Input for this task
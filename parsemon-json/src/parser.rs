use std::collections::BTreeMap;

use parsemon::{
    bind, chain, choice, choices, enclosed_by, end_of_file, fail, fmap, lazy, left, literal,
    look_ahead, many, many1, one_of, optional, repeat, resume, run_stream, separated_by, unit,
    until, whitespace, Error, ParseResult, Parser, Stream, StringStream,
};

use crate::{Number, Value};

/// Configuration for the JSON parser.
#[derive(Clone, Default, Debug)]
#[non_exhaustive]
pub struct Config {
    /// When set, a document may be followed by arbitrary input, which is left unparsed.
    /// (Default: `false`)
    pub allow_trailing_input: bool,
}

impl Config {
    #[inline]
    /// Sets the [`allow_trailing_input`][Self#structfield.allow_trailing_input] field.
    pub fn allow_trailing_input(mut self, value: bool) -> Self {
        self.allow_trailing_input = value;
        self
    }
}

/// Parses the JSON document `text`.
pub fn parse_str(text: &str, config: Config) -> Result<Value, Error> {
    parse_str_with::<StringStream>(text, config)
}

/// Parses the JSON document `text` using the stream implementation `S`.
pub fn parse_str_with<S: Stream>(text: &str, config: Config) -> Result<Value, Error> {
    parse_stream(S::from_string(text), config)
}

/// Parses a JSON document read from `stream`.
pub fn parse_stream<S: Stream>(stream: S, config: Config) -> Result<Value, Error> {
    Ok(run_stream(&document(config), stream)?.value)
}

/// A JSON value surrounded by optional whitespace.
pub fn document<S: Stream>(config: Config) -> Parser<S, Value> {
    let document = enclosed_by(value(), whitespaces(), whitespaces());
    if config.allow_trailing_input {
        document
    } else {
        left(document, end_of_file())
    }
}

/// A single JSON value without surrounding whitespace.
pub fn value<S: Stream>() -> Parser<S, Value> {
    choices([
        fmap(Value::Number, number()),
        fmap(Value::String, string()),
        fmap(|_| Value::Null, literal("null")),
        fmap(Value::Array, lazy(array::<S>)),
        fmap(Value::Object, lazy(object::<S>)),
        boolean(),
    ])
}

fn whitespaces<S: Stream>() -> Parser<S, Vec<char>> {
    many(whitespace())
}

/// `,` between elements of arrays and objects.
fn separator<S: Stream>() -> Parser<S, Vec<char>> {
    chain(whitespaces(), chain(literal(","), whitespaces()))
}

fn digit<S: Stream>() -> Parser<S, char> {
    one_of("0123456789")
}

fn digits<S: Stream>() -> Parser<S, String> {
    fmap(String::from_iter, many1(digit()))
}

/// Runs both parsers, keeping both values.
fn pair<S: Stream, A: Clone + 'static, B: 'static>(
    first: Parser<S, A>,
    second: Parser<S, B>,
) -> Parser<S, (A, B)> {
    bind(first, move |a| fmap(move |b| (a.clone(), b), second.clone()))
}

fn number<S: Stream>() -> Parser<S, Number> {
    let sign = fmap(Option::unwrap_or_default, optional(literal("-")));
    let fraction = optional(fmap(|digits| format!(".{digits}"), chain(literal("."), digits())));
    let exponent = optional(bind(one_of("eE"), |_| {
        fmap(
            |(sign, digits): (Option<char>, String)| format!("e{}{digits}", String::from_iter(sign)),
            pair(optional(one_of("+-")), digits()),
        )
    }));

    let parts = pair(pair(pair(sign, integer()), fraction), exponent);
    bind(parts, |(((sign, integer), fraction), exponent)| {
        let is_float = fraction.is_some() || exponent.is_some();
        let text = format!(
            "{sign}{integer}{}{}",
            fraction.unwrap_or_default(),
            exponent.unwrap_or_default()
        );
        match to_number(&text, is_float) {
            Some(number) => unit(number),
            None => fail(format!("Invalid number `{text}`")),
        }
    })
}

/// The integral part of a number, without leading zeros.
fn integer<S: Stream>() -> Parser<S, String> {
    let zero = bind(literal("0"), |zero| {
        bind(optional(look_ahead(digit())), move |next| match next {
            Some(_) => fail("Found leading zero in json number"),
            None => unit(zero.clone()),
        })
    });
    let nonzero = bind(one_of("123456789"), |first| {
        fmap(
            move |rest: Vec<char>| std::iter::once(first).chain(rest).collect::<String>(),
            many(digit()),
        )
    });
    choice(zero, nonzero)
}

fn to_number(text: &str, is_float: bool) -> Option<Number> {
    if !is_float {
        if let Ok(value) = text.parse() {
            return Some(Number::Integer(value));
        }
    }
    text.parse().ok().map(Number::Float)
}

fn boolean<S: Stream>() -> Parser<S, Value> {
    choice(
        fmap(|_| Value::Bool(true), literal("true")),
        fmap(|_| Value::Bool(false), literal("false")),
    )
}

/// A quoted string.
///
/// The closing quote is tried before each character, so a failing escape sequence is reported
/// instead of being backtracked.
fn string<S: Stream>() -> Parser<S, String> {
    let chars = fmap(
        String::from_iter,
        until(choice(escaped(), unescaped()), literal("\"")),
    );
    chain(literal("\""), chars)
}

/// A character that needs no escaping within a string.
fn unescaped<S: Stream>() -> Parser<S, char> {
    Parser::from_fn(|mut stream: S, cont| {
        let position = stream.position();
        let result = match stream.peek() {
            Some(c) if c < ' ' => ParseResult::failure(
                format!("Unescaped control character {c:?} in string"),
                position,
            ),
            Some(c) if c != '"' && c != '\\' => {
                stream.read();
                ParseResult::success(c, stream.position())
            }
            Some(c) => ParseResult::failure(format!("Unexpected `{c}` in string"), position),
            None => {
                ParseResult::failure("Expected string character but found end of string", position)
            }
        };
        resume(cont, stream, result)
    })
}

fn escaped<S: Stream>() -> Parser<S, char> {
    let simple = [
        ('b', '\u{8}'),
        ('f', '\u{c}'),
        ('n', '\n'),
        ('r', '\r'),
        ('t', '\t'),
        ('"', '"'),
        ('\\', '\\'),
        ('/', '/'),
    ]
    .map(|(escape, translation)| chain(literal(escape), unit(translation)));
    chain(literal("\\"), choices([unicode_escape()].into_iter().chain(simple)))
}

fn hex_code_unit<S: Stream>() -> Parser<S, u32> {
    fmap(
        |digits: Vec<char>| {
            digits
                .into_iter()
                .fold(0, |acc, c| acc * 16 + c.to_digit(16).unwrap_or(0))
        },
        repeat(one_of("0123456789abcdefABCDEF"), 4),
    )
}

/// `uXXXX`, combining UTF-16 surrogate pairs.
fn unicode_escape<S: Stream>() -> Parser<S, char> {
    bind(chain(literal("u"), hex_code_unit()), |high| {
        if (0xd800..0xdc00).contains(&high) {
            bind(chain(literal("\\u"), hex_code_unit()), move |low| {
                if (0xdc00..0xe000).contains(&low) {
                    let code = 0x10000 + ((high - 0xd800) << 10) + (low - 0xdc00);
                    char_or_fail(code)
                } else {
                    fail(format!("Expected low surrogate but found `{low:04x}`"))
                }
            })
        } else {
            char_or_fail(high)
        }
    })
}

fn char_or_fail<S: Stream>(code: u32) -> Parser<S, char> {
    match char::from_u32(code) {
        Some(c) => unit(c),
        None => fail(format!("Invalid unicode escape `{code:04x}`")),
    }
}

fn array<S: Stream>() -> Parser<S, Vec<Value>> {
    enclosed_by(
        separated_by(value(), separator()),
        chain(literal("["), whitespaces()),
        chain(whitespaces(), literal("]")),
    )
}

fn object<S: Stream>() -> Parser<S, BTreeMap<String, Value>> {
    let entry = bind(string(), |key| {
        let colon = chain(whitespaces(), chain(literal(":"), whitespaces()));
        chain(colon, fmap(move |item| (key.clone(), item), value()))
    });
    fmap(
        BTreeMap::from_iter,
        enclosed_by(
            separated_by(entry, separator()),
            chain(literal("{"), whitespaces()),
            chain(whitespaces(), literal("}")),
        ),
    )
}
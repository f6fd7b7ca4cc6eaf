//! Errors returned by the parser drivers.
use std::{fmt, io};

use thiserror::Error;

use crate::{Failure, Failures, Location, SourceMap};

/// Error returned when running a parser to completion.
#[derive(Error, Debug)]
pub enum Error {
    /// The parser did not match, see [`ParsingFailed`].
    #[error(transparent)]
    ParsingFailed(#[from] ParsingFailed),
    /// Reading the input failed.
    ///
    /// This takes precedence over parse failures, as those are usually caused by the input ending
    /// early due to the IO error.
    #[error("IO error during parsing: {}", .0)]
    Io(#[from] io::Error),
    /// A parser returned without passing a result to its continuation.
    #[error("parser finished without producing a result")]
    Abandoned,
}

/// A [`Failure`] together with its line and column.
#[derive(Debug, Clone, PartialEq, Eq)]
pub struct LocatedFailure {
    /// The error message.
    pub message: String,
    /// The character offset of the failure.
    pub position: usize,
    /// The source location of the failure.
    pub location: Location,
}

impl LocatedFailure {
    /// Looks up the location of `failure` in `source_map`.
    pub fn new(failure: Failure, source_map: &SourceMap) -> Self {
        Self {
            location: source_map.locate(failure.position),
            message: failure.message,
            position: failure.position,
        }
    }
}

impl fmt::Display for LocatedFailure {
    fn fmt(&self, f: &mut fmt::Formatter<'_>) -> fmt::Result {
        write!(f, "{} @ {}", self.message, self.location)
    }
}

/// All failures of a parser that did not match the input.
///
/// Displays as the located failures in the order they were attempted, joined by ` OR `.
#[derive(Debug, Clone, PartialEq, Eq)]
pub struct ParsingFailed {
    failures: Vec<LocatedFailure>,
}

impl ParsingFailed {
    /// Locates all `failures` in `source_map`.
    pub fn new(failures: Failures, source_map: &SourceMap) -> Self {
        Self {
            failures: failures
                .into_iter()
                .map(|failure| LocatedFailure::new(failure, source_map))
                .collect(),
        }
    }

    /// The individual failures, never empty.
    pub fn failures(&self) -> &[LocatedFailure] {
        &self.failures
    }
}

impl fmt::Display for ParsingFailed {
    fn fmt(&self, f: &mut fmt::Formatter<'_>) -> fmt::Result {
        for (index, failure) in self.failures.iter().enumerate() {
            if index > 0 {
                f.write_str(" OR ")?;
            }
            write!(f, "{failure}")?;
        }
        Ok(())
    }
}

impl std::error::Error for ParsingFailed {}
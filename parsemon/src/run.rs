//! Running parsers to completion.
use std::{cell::Cell, rc::Rc};

use tracing::debug;

use crate::{error::ParsingFailed, Error, ParseResult, Parser, Stream, StringStream, Trampoline};

/// The value produced by a successful parser together with the input it did not consume.
#[derive(Debug, Clone, PartialEq, Eq)]
pub struct Parsed<T> {
    /// The value produced by the parser.
    pub value: T,
    /// Everything following the matched input.
    pub remaining_input: String,
}

/// Runs `parser` on `stream` until it passes a result to the final continuation.
///
/// Returns the stream as left by the parser together with the raw result. This only fails with
/// [`Error::Abandoned`].
pub fn run<S: Stream, T: 'static>(
    parser: &Parser<S, T>,
    stream: S,
) -> Result<(S, ParseResult<T>), Error> {
    let outcome = Rc::new(Cell::new(None));
    let sink = Rc::clone(&outcome);
    parser
        .call(
            stream,
            Box::new(move |stream, result| {
                sink.set(Some((stream, result)));
                Trampoline::Done(())
            }),
        )
        .run();
    outcome.take().ok_or(Error::Abandoned)
}

/// Runs `parser` on `stream`, turning failures into an [`Error`].
///
/// IO errors of the stream take precedence over parse failures. Failures are located using the
/// [`SourceMap`][crate::SourceMap] of the stream.
pub fn run_stream<S: Stream, T: 'static>(
    parser: &Parser<S, T>,
    stream: S,
) -> Result<Parsed<T>, Error> {
    debug!(start = stream.position(), "running parser");
    let (mut stream, result) = run(parser, stream)?;
    stream.check_io_error()?;
    match result {
        ParseResult::Success { value, position } => {
            let remaining_input = stream.remaining();
            stream.check_io_error()?;
            debug!(position, "parser matched");
            Ok(Parsed {
                value,
                remaining_input,
            })
        }
        ParseResult::Failure(failures) => {
            let source_map = stream.source_map();
            stream.check_io_error()?;
            let failed = ParsingFailed::new(failures, &source_map);
            debug!(failures = failed.failures().len(), "parser failed");
            Err(failed.into())
        }
    }
}

/// Runs `parser` on `input` using a [`StringStream`].
pub fn run_parser<T: 'static>(
    parser: &Parser<StringStream, T>,
    input: &str,
) -> Result<Parsed<T>, Error> {
    run_parser_with(parser, input)
}

/// Runs `parser` on `input` using the stream implementation `S`.
pub fn run_parser_with<S: Stream, T: 'static>(
    parser: &Parser<S, T>,
    input: &str,
) -> Result<Parsed<T>, Error> {
    debug!(input_len = input.len(), "parsing string input");
    run_stream(parser, S::from_string(input))
}
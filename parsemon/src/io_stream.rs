//! A stream over seekable byte sources.
use std::{
    cell::RefCell,
    fmt,
    io::{self, BufRead, BufReader, Cursor, Read, Seek},
    rc::Rc,
};

use crate::{stream::ResetPoint, SourceMap, Stream};

trait Source: Read + Seek {}

impl<T: Read + Seek + ?Sized> Source for T {}

/// Configuration options for an [`IoStream`].
#[derive(Clone, Debug)]
#[non_exhaustive]
pub struct IoConfig {
    /// Capacity of the read buffer in bytes. (Default: 8 KiB)
    pub buffer_capacity: usize,
}

impl Default for IoConfig {
    fn default() -> Self {
        Self {
            buffer_capacity: 8 << 10,
        }
    }
}

impl IoConfig {
    /// Sets the [`buffer_capacity`][Self#structfield.buffer_capacity] field.
    #[inline]
    pub fn buffer_capacity(mut self, value: usize) -> Self {
        self.buffer_capacity = value;
        self
    }
}

/// A stream decoding UTF-8 text from a seekable source.
///
/// All clones of an `IoStream` share the same cursor, so a stream must not be shared between
/// concurrent runs. Restoring a reset point seeks the source backwards.
///
/// IO errors are deferred: when reading fails, or the source contains invalid UTF-8, the stream
/// behaves as if the input ended at that point and keeps the error until
/// [`check_io_error`][Stream::check_io_error] is called. This way the parser exhausts its
/// alternatives, producing a parse failure, and the caller checks for an IO error outside of the
/// hot path.
#[derive(Clone)]
pub struct IoStream {
    state: Rc<RefCell<IoState>>,
}

/// Reset point of an [`IoStream`].
#[derive(Clone, Copy, Debug, PartialEq, Eq)]
pub struct IoResetPoint {
    byte_offset: u64,
    position: usize,
}

impl ResetPoint for IoResetPoint {}

struct IoState {
    reader: BufReader<Box<dyn Source>>,
    // byte offset of `reader` within the source
    physical: u64,
    // byte offset of the logical cursor, behind `physical` by the width of `peeked`
    byte_offset: u64,
    position: usize,
    peeked: Option<char>,
    failed: bool,
    io_error: Option<io::Error>,
}

impl IoStream {
    /// Creates an `IoStream` reading from the current position of `source`.
    ///
    /// Offsets and positions are counted from that position, which acts as the start of the
    /// document.
    pub fn from_read_seek(source: impl Read + Seek + 'static) -> Self {
        Self::with_config(source, IoConfig::default())
    }

    /// Creates an `IoStream` using the given configuration.
    pub fn with_config(source: impl Read + Seek + 'static, config: IoConfig) -> Self {
        let source: Box<dyn Source> = Box::new(source);
        let IoConfig { buffer_capacity } = config;
        IoStream {
            state: Rc::new(RefCell::new(IoState {
                reader: BufReader::with_capacity(buffer_capacity.max(1), source),
                physical: 0,
                byte_offset: 0,
                position: 0,
                peeked: None,
                failed: false,
                io_error: None,
            })),
        }
    }
}

impl fmt::Debug for IoStream {
    fn fmt(&self, f: &mut fmt::Formatter<'_>) -> fmt::Result {
        let state = self.state.borrow();
        f.debug_struct("IoStream")
            .field("position", &state.position)
            .field("byte_offset", &state.byte_offset)
            .field("failed", &state.failed)
            .finish_non_exhaustive()
    }
}

impl IoState {
    #[cold]
    #[inline(never)]
    fn fail(&mut self, err: io::Error) {
        tracing::debug!(error = %err, position = self.position, "IO error while reading input");
        self.failed = true;
        if self.io_error.is_none() {
            self.io_error = Some(err);
        }
    }

    fn read_byte(&mut self) -> Option<u8> {
        loop {
            match self.reader.fill_buf() {
                Ok([]) => return None,
                Ok(buf) => {
                    let byte = buf[0];
                    self.reader.consume(1);
                    self.physical += 1;
                    return Some(byte);
                }
                Err(err) if err.kind() == io::ErrorKind::Interrupted => continue,
                Err(err) => {
                    self.fail(err);
                    return None;
                }
            }
        }
    }

    /// Decodes the character at the physical position, advancing it.
    fn decode_char(&mut self) -> Option<char> {
        if self.failed {
            return None;
        }
        let mut bytes = [0; 4];
        bytes[0] = self.read_byte()?;
        let width = utf8_width(bytes[0]);
        if width == 0 {
            self.fail(invalid_utf8());
            return None;
        }
        for byte in &mut bytes[1..width] {
            match self.read_byte() {
                Some(value) => *byte = value,
                None => {
                    if !self.failed {
                        self.fail(invalid_utf8());
                    }
                    return None;
                }
            }
        }
        match std::str::from_utf8(&bytes[..width]) {
            Ok(decoded) => decoded.chars().next(),
            Err(_) => {
                self.fail(invalid_utf8());
                None
            }
        }
    }

    fn peek(&mut self) -> Option<char> {
        if self.peeked.is_none() {
            self.peeked = self.decode_char();
        }
        self.peeked
    }

    fn read(&mut self) -> Option<char> {
        let c = match self.peeked.take() {
            Some(c) => c,
            None => self.decode_char()?,
        };
        self.byte_offset += c.len_utf8() as u64;
        self.position += 1;
        Some(c)
    }

    fn seek_to(&mut self, byte_offset: u64) {
        let delta = byte_offset as i64 - self.physical as i64;
        if delta != 0 {
            if let Err(err) = self.reader.seek_relative(delta) {
                self.fail(err);
            }
        }
        self.physical = byte_offset;
    }

    fn restore(&mut self, byte_offset: u64, position: usize) {
        self.seek_to(byte_offset);
        self.byte_offset = byte_offset;
        self.position = position;
        self.peeked = None;
    }
}

fn utf8_width(lead: u8) -> usize {
    match lead {
        0x00..=0x7f => 1,
        0xc2..=0xdf => 2,
        0xe0..=0xef => 3,
        0xf0..=0xf4 => 4,
        _ => 0,
    }
}

fn invalid_utf8() -> io::Error {
    io::Error::new(io::ErrorKind::InvalidData, "input is not valid UTF-8")
}

impl Stream for IoStream {
    type ResetPoint = IoResetPoint;

    fn from_string(text: &str) -> Self {
        Self::from_read_seek(Cursor::new(text.as_bytes().to_vec()))
    }

    #[inline]
    fn peek(&mut self) -> Option<char> {
        self.state.borrow_mut().peek()
    }

    #[inline]
    fn read(&mut self) -> Option<char> {
        self.state.borrow_mut().read()
    }

    #[inline]
    fn position(&self) -> usize {
        self.state.borrow().position
    }

    fn remaining(&mut self) -> String {
        let mut state = self.state.borrow_mut();
        let (byte_offset, position) = (state.byte_offset, state.position);
        let mut rest = String::new();
        while let Some(c) = state.read() {
            rest.push(c);
        }
        state.restore(byte_offset, position);
        rest
    }

    #[inline]
    fn reset_point(&self) -> IoResetPoint {
        let state = self.state.borrow();
        IoResetPoint {
            byte_offset: state.byte_offset,
            position: state.position,
        }
    }

    fn reset_stream(&mut self, point: IoResetPoint) {
        self.state
            .borrow_mut()
            .restore(point.byte_offset, point.position);
    }

    fn source_map(&mut self) -> SourceMap {
        let mut state = self.state.borrow_mut();
        let (byte_offset, position) = (state.byte_offset, state.position);
        state.restore(0, 0);
        let map = SourceMap::from_chars(std::iter::from_fn(|| state.decode_char()));
        state.restore(byte_offset, position);
        map
    }

    fn check_io_error(&mut self) -> io::Result<()> {
        match self.state.borrow_mut().io_error.take() {
            Some(err) => Err(err),
            None => Ok(()),
        }
    }
}
//! Tail call elimination for continuation passing code.
//!
//! A function that would otherwise end in a tail call returns a [`Trampoline::Tail`] describing
//! that call instead. [`Trampoline::run`] repeatedly performs the pending call in a loop until a
//! [`Trampoline::Done`] value is produced, so the native stack depth stays constant no matter how
//! many steps a computation takes.

/// A single step of a trampolined computation.
#[must_use]
pub enum Trampoline<T> {
    /// The computation finished with this value.
    Done(T),
    /// The computation continues by invoking this function.
    Tail(Box<dyn FnOnce() -> Trampoline<T>>),
}

impl<T> Trampoline<T> {
    /// Describes a pending call.
    ///
    /// The closure captures the arguments of the call, so `Trampoline::tail(move || f(a, b))`
    /// plays the role of a `Tail(f, a, b)` step.
    #[inline]
    pub fn tail(call: impl FnOnce() -> Trampoline<T> + 'static) -> Self {
        Trampoline::Tail(Box::new(call))
    }

    /// Drives the computation to its final value.
    pub fn run(self) -> T {
        let mut step = self;
        let mut steps: u64 = 0;
        loop {
            match step {
                Trampoline::Done(value) => {
                    tracing::trace!(steps, "trampoline finished");
                    return value;
                }
                Trampoline::Tail(call) => {
                    steps += 1;
                    step = call();
                }
            }
        }
    }
}

impl<T> std::fmt::Debug for Trampoline<T> {
    fn fmt(&self, f: &mut std::fmt::Formatter<'_>) -> std::fmt::Result {
        match self {
            Trampoline::Done(_) => f.write_str("Done(..)"),
            Trampoline::Tail(_) => f.write_str("Tail(..)"),
        }
    }
}
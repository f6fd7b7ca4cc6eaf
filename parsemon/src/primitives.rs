//! Parsers reading individual characters.
//!
//! All of these report failures at the position where they started and leave the stream there.
use std::rc::Rc;

use crate::{parser::resume, stream::ResetPoint, ParseResult, Parser, Stream};

/// Matches the exact character sequence `expected` and returns it.
pub fn literal<S: Stream>(expected: impl Into<String>) -> Parser<S, String> {
    let expected: Rc<str> = expected.into().into();
    Parser::from_fn(move |mut stream: S, cont| {
        let result = match_literal(&mut stream, &expected);
        resume(cont, stream, result)
    })
}

fn match_literal<S: Stream>(stream: &mut S, expected: &str) -> ParseResult<String> {
    let start = stream.reset_point();
    let position = stream.position();
    for expected_char in expected.chars() {
        match stream.peek() {
            Some(c) if c == expected_char => {
                stream.read();
            }
            found => {
                stream.reset_stream(start);
                let message = match found {
                    Some(c) => format!("Expected `{expected}` but found `{c}`."),
                    None => format!("Expected `{expected}` but found end of string"),
                };
                return ParseResult::failure(message, position);
            }
        }
    }
    start.destroy();
    ParseResult::success(expected.to_owned(), stream.position())
}

/// Matches a single character contained in `chars`.
pub fn one_of<S: Stream>(chars: impl Into<String>) -> Parser<S, char> {
    let chars: Rc<str> = chars.into().into();
    Parser::from_fn(move |mut stream: S, cont| {
        let position = stream.position();
        let result = match stream.peek() {
            Some(c) if chars.contains(c) => {
                stream.read();
                ParseResult::success(c, stream.position())
            }
            Some(c) => {
                ParseResult::failure(format!("Expected one of `{chars}` but found `{c}`"), position)
            }
            None => ParseResult::failure(
                format!("Expected one of `{chars}` but found end of string"),
                position,
            ),
        };
        resume(cont, stream, result)
    })
}

/// Matches a single character not contained in `chars`.
pub fn none_of<S: Stream>(chars: impl Into<String>) -> Parser<S, char> {
    let chars: Rc<str> = chars.into().into();
    Parser::from_fn(move |mut stream: S, cont| {
        let position = stream.position();
        let result = match stream.peek() {
            Some(c) if !chars.contains(c) => {
                stream.read();
                ParseResult::success(c, stream.position())
            }
            Some(c) => ParseResult::failure(
                format!("Expected none of `{chars}` but found `{c}`"),
                position,
            ),
            None => ParseResult::failure(
                format!("Expected none of `{chars}` but found end of string"),
                position,
            ),
        };
        resume(cont, stream, result)
    })
}

/// Matches any `count` characters and returns them.
///
/// When fewer than `count` characters are left, this fails without consuming any of them.
pub fn character<S: Stream>(count: usize) -> Parser<S, String> {
    Parser::from_fn(move |mut stream: S, cont| {
        let start = stream.reset_point();
        let position = stream.position();
        let mut chars = String::with_capacity(count);
        for _ in 0..count {
            match stream.read() {
                Some(c) => chars.push(c),
                None => {
                    stream.reset_stream(start);
                    return resume(
                        cont,
                        stream,
                        ParseResult::failure("Expected character but found end of string", position),
                    );
                }
            }
        }
        start.destroy();
        let position = stream.position();
        resume(cont, stream, ParseResult::success(chars, position))
    })
}

/// Succeeds only at the end of the input.
pub fn end_of_file<S: Stream>() -> Parser<S, ()> {
    Parser::from_fn(|mut stream: S, cont| {
        let position = stream.position();
        let result = match stream.peek() {
            None => ParseResult::success((), position),
            Some(c) => {
                ParseResult::failure(format!("Expected end-of-file but found `{c}`"), position)
            }
        };
        resume(cont, stream, result)
    })
}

What is being asked
Please work out how many lines above carry "Parses", writing only the result.

Result for this task
3